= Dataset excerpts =
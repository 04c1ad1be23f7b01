//! `From` implementations bridging `brew_config` types to `brew_core` types.
//!
//! Parameters left out of the TOML (`None`) take the engine defaults.

use std::time::Duration;

use eyre::WrapErr;

use crate::config::EngineCfg;
use crate::estimator::EstimatorMethod;
use crate::session::BrewConfig;
use crate::strategy::{
    Actuation, AdaptiveParams, FirstOrderPlant, KalmanParams, KalmanPidParams, MpcParams,
    PidGains, PidParams, SmithParams, StrategyConfig,
};

// ── Shared pieces ────────────────────────────────────────────────────────────

fn gains(kp: Option<f64>, ki: Option<f64>, kd: Option<f64>, base: PidGains) -> PidGains {
    PidGains {
        kp: kp.unwrap_or(base.kp),
        ki: ki.unwrap_or(base.ki),
        kd: kd.unwrap_or(base.kd),
    }
}

fn actuation(output_limit: Option<f64>, deadband: Option<f64>, max_steps: Option<u32>) -> Actuation {
    let d = Actuation::default();
    Actuation {
        output_limit: output_limit.unwrap_or(d.output_limit),
        deadband: deadband.unwrap_or(d.deadband),
        max_steps: max_steps.unwrap_or(d.max_steps),
    }
}

fn limits(
    integral_limit: Option<f64>,
    output_limit: Option<f64>,
    deadband: Option<f64>,
    max_steps: Option<u32>,
) -> PidParams {
    let d = PidParams::default();
    PidParams {
        gains: d.gains,
        integral_limit: integral_limit.unwrap_or(d.integral_limit),
        actuation: actuation(output_limit, deadband, max_steps),
    }
}

fn kalman(q: Option<f64>, r: Option<f64>) -> KalmanParams {
    let d = KalmanParams::default();
    KalmanParams {
        q: q.unwrap_or(d.q),
        r: r.unwrap_or(d.r),
    }
}

fn plant(gain: Option<f64>, time_constant: Option<f64>) -> FirstOrderPlant {
    let d = FirstOrderPlant::default();
    FirstOrderPlant {
        gain: gain.unwrap_or(d.gain),
        time_constant: time_constant.unwrap_or(d.time_constant),
    }
}

// ── Strategies ───────────────────────────────────────────────────────────────

impl From<&brew_config::PidCfg> for PidParams {
    fn from(c: &brew_config::PidCfg) -> Self {
        let mut p = limits(c.integral_limit, c.output_limit, c.deadband, c.max_steps);
        p.gains = gains(c.kp, c.ki, c.kd, PidGains::default());
        p
    }
}

impl From<&brew_config::KalmanPidCfg> for KalmanPidParams {
    fn from(c: &brew_config::KalmanPidCfg) -> Self {
        let mut pid = limits(c.integral_limit, c.output_limit, c.deadband, c.max_steps);
        pid.gains = gains(c.kp, c.ki, c.kd, PidGains::default());
        Self {
            pid,
            kalman: kalman(c.q, c.r),
        }
    }
}

impl From<&brew_config::SmithCfg> for SmithParams {
    fn from(c: &brew_config::SmithCfg) -> Self {
        let d = SmithParams::default();
        let mut pid = limits(c.integral_limit, c.output_limit, c.deadband, c.max_steps);
        pid.gains = gains(c.kp, c.ki, c.kd, d.pid.gains);
        Self {
            pid,
            dead_time: c.dead_time.unwrap_or(d.dead_time),
            plant: plant(c.plant_gain, c.plant_time_constant),
            kalman: kalman(c.q, c.r),
        }
    }
}

impl From<&brew_config::AdaptiveCfg> for AdaptiveParams {
    fn from(c: &brew_config::AdaptiveCfg) -> Self {
        let d = AdaptiveParams::default();
        Self {
            low: gains(c.kp_low, c.ki_low, c.kd_low, d.low),
            medium: gains(c.kp_med, c.ki_med, c.kd_med, d.medium),
            high: gains(c.kp_high, c.ki_high, c.kd_high, d.high),
            low_threshold: c.flow_rate_low_threshold.unwrap_or(d.low_threshold),
            high_threshold: c.flow_rate_high_threshold.unwrap_or(d.high_threshold),
            adaptation_enabled: c.adaptation_enabled.unwrap_or(d.adaptation_enabled),
            adaptation_rate: c.adaptation_rate.unwrap_or(d.adaptation_rate),
            max_adaptation_factor: c.max_adaptation_factor.unwrap_or(d.max_adaptation_factor),
            limits: limits(c.integral_limit, c.output_limit, c.deadband, c.max_steps),
        }
    }
}

impl From<&brew_config::MpcCfg> for MpcParams {
    fn from(c: &brew_config::MpcCfg) -> Self {
        let d = MpcParams::default();
        Self {
            horizon: c.horizon.unwrap_or(d.horizon),
            plant: plant(c.plant_gain, c.plant_time_constant),
            q_error: c.q_error.unwrap_or(d.q_error),
            q_control: c.q_control.unwrap_or(d.q_control),
            q_delta: c.q_delta.unwrap_or(d.q_delta),
            actuation: actuation(c.output_limit, c.deadband, c.max_steps),
        }
    }
}

impl From<&brew_config::StrategyCfg> for StrategyConfig {
    fn from(c: &brew_config::StrategyCfg) -> Self {
        use brew_config::StrategyCfg as C;
        match c {
            C::Default => StrategyConfig::Default,
            C::Pid(p) => StrategyConfig::Pid(p.into()),
            C::KalmanPid(p) => StrategyConfig::KalmanPid(p.into()),
            C::SmithPredictor(p) => StrategyConfig::SmithPredictor(p.into()),
            C::AdaptiveGainScheduling(p) => StrategyConfig::AdaptiveGainScheduling(p.into()),
            C::Mpc(p) => StrategyConfig::Mpc(p.into()),
        }
    }
}

// ── Brew and engine ──────────────────────────────────────────────────────────

impl TryFrom<&brew_config::Config> for BrewConfig {
    type Error = eyre::Report;

    fn try_from(c: &brew_config::Config) -> Result<Self, Self::Error> {
        let strategy = c.strategy.typed()?;
        let valve_interval = Duration::try_from_secs_f64(c.brew.valve_interval_s)
            .wrap_err("brew.valve_interval_s is not a valid duration")?;
        Ok(Self {
            target_flow_rate: c.brew.target_flow_rate,
            valve_interval,
            epsilon: c.brew.epsilon,
            target_weight: c.brew.target_weight_g,
            strategy: (&strategy).into(),
            return_to_start_on_kill: c.brew.return_to_start_on_kill,
        })
    }
}

impl From<brew_config::EstimatorKind> for EstimatorMethod {
    fn from(k: brew_config::EstimatorKind) -> Self {
        match k {
            brew_config::EstimatorKind::Endpoints => EstimatorMethod::Endpoints,
            brew_config::EstimatorKind::LinearFit => EstimatorMethod::LinearFit,
        }
    }
}

impl From<&brew_config::Config> for EngineCfg {
    fn from(c: &brew_config::Config) -> Self {
        Self {
            sample_interval: Duration::from_millis(c.sampling.interval_ms),
            max_scale_failures: c.sampling.max_consecutive_failures,
            backoff_cap: Duration::from_millis(c.sampling.backoff_cap_ms),
            weight_noise_tolerance_g: c.sampling.weight_noise_tolerance_g,
            low_battery_pct: c.sampling.low_battery_pct,
            max_store_failures: c.store.max_consecutive_failures,
            estimator: c.sampling.estimator.into(),
        }
    }
}

#[cfg(test)]
mod tests {
    use super::*;

    #[test]
    fn missing_params_take_engine_defaults() {
        let cfg = brew_config::load_toml(
            r#"
            [strategy]
            kind = "pid"
            [strategy.params]
            kp = 2.0
            "#,
        )
        .unwrap();
        let brew = BrewConfig::try_from(&cfg).unwrap();
        let StrategyConfig::Pid(p) = brew.strategy else {
            panic!("expected pid, got {:?}", brew.strategy);
        };
        assert_eq!(p.gains.kp, 2.0);
        assert_eq!(p.gains.ki, PidGains::default().ki);
        assert_eq!(p.actuation, Actuation::default());
    }

    #[test]
    fn adaptive_sections_map_to_regions() {
        let cfg = brew_config::load_toml(
            r#"
            [strategy]
            kind = "adaptive_gain_scheduling"
            [strategy.params]
            kp_high = 4.0
            adaptation_enabled = false
            "#,
        )
        .unwrap();
        let StrategyConfig::AdaptiveGainScheduling(p) = BrewConfig::try_from(&cfg).unwrap().strategy
        else {
            panic!("expected adaptive");
        };
        assert_eq!(p.high.kp, 4.0);
        assert_eq!(p.medium, AdaptiveParams::default().medium);
        assert!(!p.adaptation_enabled);
    }

    #[test]
    fn engine_cfg_from_sections() {
        let cfg = brew_config::load_toml(
            r#"
            [sampling]
            interval_ms = 250
            estimator = "linear_fit"
            [store]
            max_consecutive_failures = 2
            "#,
        )
        .unwrap();
        let e = EngineCfg::from(&cfg);
        assert_eq!(e.sample_interval, Duration::from_millis(250));
        assert_eq!(e.estimator, EstimatorMethod::LinearFit);
        assert_eq!(e.max_store_failures, 2);
    }
}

= EXERCISE INSTRUCTIONS =
Answer with the count alone: how many lines in the data above have "eyre" in them?

= FINISHED EXERCISE =
2